*What the task asks*
Reproduce the entries shown below only from the line with "the attribute suffix." down to the line with "of the host.", keeping both end lines and copying each one exactly.

Data entries
* * * * * * *

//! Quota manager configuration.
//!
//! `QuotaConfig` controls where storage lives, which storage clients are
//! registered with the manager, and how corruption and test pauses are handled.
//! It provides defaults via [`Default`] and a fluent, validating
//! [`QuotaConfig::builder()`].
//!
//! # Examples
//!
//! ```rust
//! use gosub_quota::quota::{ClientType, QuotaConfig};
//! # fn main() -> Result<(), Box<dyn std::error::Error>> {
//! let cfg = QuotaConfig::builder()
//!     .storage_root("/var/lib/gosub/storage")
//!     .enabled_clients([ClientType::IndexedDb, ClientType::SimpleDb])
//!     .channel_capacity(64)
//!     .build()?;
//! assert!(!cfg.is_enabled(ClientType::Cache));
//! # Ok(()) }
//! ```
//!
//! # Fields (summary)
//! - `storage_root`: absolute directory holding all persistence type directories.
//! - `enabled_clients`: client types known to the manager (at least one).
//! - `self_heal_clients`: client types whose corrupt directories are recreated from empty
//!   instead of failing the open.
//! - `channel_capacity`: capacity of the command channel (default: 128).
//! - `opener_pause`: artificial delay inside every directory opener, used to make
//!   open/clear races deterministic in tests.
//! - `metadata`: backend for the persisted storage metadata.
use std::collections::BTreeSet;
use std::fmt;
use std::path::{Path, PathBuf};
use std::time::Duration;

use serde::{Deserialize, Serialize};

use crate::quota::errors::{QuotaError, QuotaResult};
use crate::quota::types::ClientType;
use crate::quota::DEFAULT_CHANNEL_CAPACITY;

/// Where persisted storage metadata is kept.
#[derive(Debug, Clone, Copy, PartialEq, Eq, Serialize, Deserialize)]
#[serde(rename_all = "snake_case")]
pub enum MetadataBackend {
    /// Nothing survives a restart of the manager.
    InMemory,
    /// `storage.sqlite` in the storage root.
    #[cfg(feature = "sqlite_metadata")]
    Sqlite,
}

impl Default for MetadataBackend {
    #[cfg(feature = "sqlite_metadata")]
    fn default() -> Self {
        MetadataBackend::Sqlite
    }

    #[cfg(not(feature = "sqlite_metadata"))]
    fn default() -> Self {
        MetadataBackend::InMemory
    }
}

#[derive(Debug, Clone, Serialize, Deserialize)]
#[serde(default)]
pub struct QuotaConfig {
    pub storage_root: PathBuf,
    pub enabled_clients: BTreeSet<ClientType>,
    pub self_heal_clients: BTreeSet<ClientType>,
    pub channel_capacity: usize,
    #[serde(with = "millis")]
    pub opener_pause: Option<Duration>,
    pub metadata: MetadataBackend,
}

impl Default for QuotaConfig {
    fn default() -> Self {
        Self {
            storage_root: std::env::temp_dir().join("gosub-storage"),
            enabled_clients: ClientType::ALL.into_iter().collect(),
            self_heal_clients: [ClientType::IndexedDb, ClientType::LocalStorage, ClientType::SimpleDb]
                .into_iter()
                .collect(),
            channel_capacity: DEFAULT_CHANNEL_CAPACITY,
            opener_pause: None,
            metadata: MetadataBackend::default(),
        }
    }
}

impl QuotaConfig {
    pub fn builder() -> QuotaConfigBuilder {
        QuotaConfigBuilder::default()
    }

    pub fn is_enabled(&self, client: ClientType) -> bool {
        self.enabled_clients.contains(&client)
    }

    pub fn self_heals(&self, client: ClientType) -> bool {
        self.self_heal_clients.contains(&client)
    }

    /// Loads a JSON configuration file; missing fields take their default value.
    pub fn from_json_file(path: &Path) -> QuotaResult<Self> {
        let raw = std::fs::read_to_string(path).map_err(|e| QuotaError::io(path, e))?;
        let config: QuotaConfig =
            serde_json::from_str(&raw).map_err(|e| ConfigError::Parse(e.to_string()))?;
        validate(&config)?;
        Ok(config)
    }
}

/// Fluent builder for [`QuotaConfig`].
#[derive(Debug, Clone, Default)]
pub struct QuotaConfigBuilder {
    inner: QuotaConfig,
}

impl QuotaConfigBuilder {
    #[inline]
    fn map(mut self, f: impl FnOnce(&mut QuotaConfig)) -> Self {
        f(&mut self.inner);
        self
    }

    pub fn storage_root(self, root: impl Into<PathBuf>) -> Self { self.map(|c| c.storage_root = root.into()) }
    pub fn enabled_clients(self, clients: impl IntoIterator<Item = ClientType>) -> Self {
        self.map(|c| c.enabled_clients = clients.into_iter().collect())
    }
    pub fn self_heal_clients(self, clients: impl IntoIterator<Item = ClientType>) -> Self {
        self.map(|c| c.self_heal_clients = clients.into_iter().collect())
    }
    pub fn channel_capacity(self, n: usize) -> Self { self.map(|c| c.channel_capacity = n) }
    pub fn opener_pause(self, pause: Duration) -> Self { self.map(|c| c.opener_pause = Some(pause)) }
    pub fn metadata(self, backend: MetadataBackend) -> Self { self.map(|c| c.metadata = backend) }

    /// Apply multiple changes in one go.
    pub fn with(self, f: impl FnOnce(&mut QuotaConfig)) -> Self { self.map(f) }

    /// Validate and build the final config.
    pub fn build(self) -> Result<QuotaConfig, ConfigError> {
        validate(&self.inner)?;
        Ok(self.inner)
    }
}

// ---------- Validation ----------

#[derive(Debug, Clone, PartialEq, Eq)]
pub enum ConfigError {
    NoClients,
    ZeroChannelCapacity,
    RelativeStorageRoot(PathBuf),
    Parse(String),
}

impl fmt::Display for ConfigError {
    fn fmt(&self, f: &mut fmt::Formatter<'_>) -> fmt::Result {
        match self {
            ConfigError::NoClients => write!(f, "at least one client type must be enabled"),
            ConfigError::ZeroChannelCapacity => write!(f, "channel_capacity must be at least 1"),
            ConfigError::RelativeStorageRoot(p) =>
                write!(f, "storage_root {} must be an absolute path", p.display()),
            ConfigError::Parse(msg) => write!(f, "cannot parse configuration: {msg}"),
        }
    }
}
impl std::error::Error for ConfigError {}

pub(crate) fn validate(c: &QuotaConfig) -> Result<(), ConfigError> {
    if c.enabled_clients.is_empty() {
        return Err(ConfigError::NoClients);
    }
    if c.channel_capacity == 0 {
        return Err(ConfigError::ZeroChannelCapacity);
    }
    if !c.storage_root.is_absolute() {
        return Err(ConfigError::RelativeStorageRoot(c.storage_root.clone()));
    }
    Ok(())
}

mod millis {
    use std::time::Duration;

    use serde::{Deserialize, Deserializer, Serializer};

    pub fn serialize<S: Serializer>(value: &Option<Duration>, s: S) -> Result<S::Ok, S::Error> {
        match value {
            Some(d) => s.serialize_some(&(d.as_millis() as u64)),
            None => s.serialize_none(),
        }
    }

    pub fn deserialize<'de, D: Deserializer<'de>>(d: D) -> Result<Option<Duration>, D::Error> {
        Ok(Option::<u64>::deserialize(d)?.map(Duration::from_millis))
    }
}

* * * * * * *

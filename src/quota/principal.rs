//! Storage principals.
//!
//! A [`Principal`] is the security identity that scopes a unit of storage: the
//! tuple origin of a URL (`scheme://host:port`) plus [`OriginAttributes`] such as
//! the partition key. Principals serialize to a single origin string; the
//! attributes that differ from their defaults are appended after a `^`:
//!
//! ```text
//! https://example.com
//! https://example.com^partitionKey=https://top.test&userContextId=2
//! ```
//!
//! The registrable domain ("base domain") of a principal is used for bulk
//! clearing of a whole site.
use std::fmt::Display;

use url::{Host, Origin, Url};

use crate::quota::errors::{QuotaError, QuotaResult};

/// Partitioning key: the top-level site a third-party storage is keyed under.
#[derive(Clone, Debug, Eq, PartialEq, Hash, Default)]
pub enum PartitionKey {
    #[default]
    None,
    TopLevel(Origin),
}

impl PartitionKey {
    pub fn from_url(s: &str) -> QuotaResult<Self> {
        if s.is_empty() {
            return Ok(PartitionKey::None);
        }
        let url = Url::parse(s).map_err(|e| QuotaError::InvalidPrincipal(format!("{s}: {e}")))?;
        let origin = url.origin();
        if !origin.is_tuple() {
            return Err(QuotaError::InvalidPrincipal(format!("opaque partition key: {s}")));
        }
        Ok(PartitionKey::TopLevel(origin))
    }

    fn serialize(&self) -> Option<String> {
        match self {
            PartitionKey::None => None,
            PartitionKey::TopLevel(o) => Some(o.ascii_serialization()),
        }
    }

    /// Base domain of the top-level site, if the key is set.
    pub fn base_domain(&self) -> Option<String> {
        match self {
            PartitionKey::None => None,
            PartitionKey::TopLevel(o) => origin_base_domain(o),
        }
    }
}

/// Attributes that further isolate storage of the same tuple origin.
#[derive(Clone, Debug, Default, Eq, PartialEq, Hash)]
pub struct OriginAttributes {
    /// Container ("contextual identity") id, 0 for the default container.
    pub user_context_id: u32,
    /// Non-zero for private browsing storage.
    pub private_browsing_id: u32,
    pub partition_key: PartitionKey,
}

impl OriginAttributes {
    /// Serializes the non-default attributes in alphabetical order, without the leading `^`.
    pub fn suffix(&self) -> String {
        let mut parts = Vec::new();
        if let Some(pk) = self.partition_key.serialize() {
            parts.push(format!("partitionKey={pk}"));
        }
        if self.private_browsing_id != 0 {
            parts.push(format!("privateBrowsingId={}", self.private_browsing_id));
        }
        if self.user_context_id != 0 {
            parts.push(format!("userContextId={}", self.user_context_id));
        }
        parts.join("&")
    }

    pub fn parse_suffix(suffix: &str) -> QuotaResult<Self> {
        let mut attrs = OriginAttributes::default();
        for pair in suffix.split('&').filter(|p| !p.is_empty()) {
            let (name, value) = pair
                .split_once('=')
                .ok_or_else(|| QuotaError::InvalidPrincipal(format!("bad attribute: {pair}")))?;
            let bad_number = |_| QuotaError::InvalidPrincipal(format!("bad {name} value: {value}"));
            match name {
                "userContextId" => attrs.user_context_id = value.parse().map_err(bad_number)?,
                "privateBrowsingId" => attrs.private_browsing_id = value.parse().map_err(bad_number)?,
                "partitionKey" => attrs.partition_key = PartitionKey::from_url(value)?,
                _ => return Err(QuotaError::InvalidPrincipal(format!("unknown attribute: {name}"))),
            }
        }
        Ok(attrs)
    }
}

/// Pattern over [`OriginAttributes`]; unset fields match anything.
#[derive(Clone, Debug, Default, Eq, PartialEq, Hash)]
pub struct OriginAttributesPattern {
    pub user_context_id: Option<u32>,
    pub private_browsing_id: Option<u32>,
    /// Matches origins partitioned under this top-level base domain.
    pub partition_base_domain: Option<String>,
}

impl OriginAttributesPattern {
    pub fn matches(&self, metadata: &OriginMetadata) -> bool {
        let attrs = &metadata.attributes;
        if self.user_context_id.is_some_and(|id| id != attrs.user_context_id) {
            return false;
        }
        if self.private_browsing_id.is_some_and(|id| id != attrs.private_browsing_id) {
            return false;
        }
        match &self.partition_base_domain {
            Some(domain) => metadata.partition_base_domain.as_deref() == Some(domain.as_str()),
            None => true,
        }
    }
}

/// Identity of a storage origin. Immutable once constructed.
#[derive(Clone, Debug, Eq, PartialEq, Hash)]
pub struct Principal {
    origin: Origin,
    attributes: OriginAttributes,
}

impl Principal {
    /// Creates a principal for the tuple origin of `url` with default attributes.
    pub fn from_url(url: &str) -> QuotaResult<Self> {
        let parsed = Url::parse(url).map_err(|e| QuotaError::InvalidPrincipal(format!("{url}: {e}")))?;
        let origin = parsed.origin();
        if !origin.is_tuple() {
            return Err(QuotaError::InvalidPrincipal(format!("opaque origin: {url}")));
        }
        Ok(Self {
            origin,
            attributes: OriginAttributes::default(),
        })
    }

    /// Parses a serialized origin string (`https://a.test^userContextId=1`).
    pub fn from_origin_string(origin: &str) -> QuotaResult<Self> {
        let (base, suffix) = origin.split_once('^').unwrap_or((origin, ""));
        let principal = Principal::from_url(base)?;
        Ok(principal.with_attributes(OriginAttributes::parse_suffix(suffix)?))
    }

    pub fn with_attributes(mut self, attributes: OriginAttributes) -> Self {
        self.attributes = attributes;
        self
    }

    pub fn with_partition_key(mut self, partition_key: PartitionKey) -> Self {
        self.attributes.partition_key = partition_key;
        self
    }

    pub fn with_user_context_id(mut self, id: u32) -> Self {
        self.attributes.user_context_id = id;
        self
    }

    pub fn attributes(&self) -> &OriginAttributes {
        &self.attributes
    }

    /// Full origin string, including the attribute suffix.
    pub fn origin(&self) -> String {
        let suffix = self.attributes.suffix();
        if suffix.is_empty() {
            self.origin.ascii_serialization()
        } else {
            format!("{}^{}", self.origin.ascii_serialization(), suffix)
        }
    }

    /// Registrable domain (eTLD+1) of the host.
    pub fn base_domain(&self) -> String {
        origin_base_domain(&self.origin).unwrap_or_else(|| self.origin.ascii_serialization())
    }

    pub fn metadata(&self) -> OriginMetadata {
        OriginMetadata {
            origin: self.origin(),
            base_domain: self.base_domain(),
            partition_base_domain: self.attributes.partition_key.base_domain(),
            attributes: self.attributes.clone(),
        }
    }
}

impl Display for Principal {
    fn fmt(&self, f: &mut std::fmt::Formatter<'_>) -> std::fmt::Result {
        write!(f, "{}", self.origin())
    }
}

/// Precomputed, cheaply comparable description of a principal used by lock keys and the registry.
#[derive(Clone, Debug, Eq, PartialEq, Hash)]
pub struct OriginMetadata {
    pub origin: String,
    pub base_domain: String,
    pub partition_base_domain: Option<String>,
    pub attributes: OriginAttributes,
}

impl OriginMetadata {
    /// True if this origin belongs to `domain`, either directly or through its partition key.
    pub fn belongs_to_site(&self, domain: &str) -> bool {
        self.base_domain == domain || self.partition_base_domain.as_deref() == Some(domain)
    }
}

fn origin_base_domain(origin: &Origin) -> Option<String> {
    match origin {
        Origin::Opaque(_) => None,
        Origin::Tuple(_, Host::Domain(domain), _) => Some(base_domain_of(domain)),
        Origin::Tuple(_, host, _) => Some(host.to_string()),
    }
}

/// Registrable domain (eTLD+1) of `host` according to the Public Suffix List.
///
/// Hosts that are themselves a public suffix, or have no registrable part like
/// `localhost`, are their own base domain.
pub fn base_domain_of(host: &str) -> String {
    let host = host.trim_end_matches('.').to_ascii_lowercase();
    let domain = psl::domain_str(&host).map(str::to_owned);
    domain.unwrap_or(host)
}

* * * * * * *

*Expected output*
    /// Full origin string, including the attribute suffix.
    pub fn origin(&self) -> String {
        let suffix = self.attributes.suffix();
        if suffix.is_empty() {
            self.origin.ascii_serialization()
        } else {
            format!("{}^{}", self.origin.ascii_serialization(), suffix)
        }
    }

    /// Registrable domain (eTLD+1) of the host.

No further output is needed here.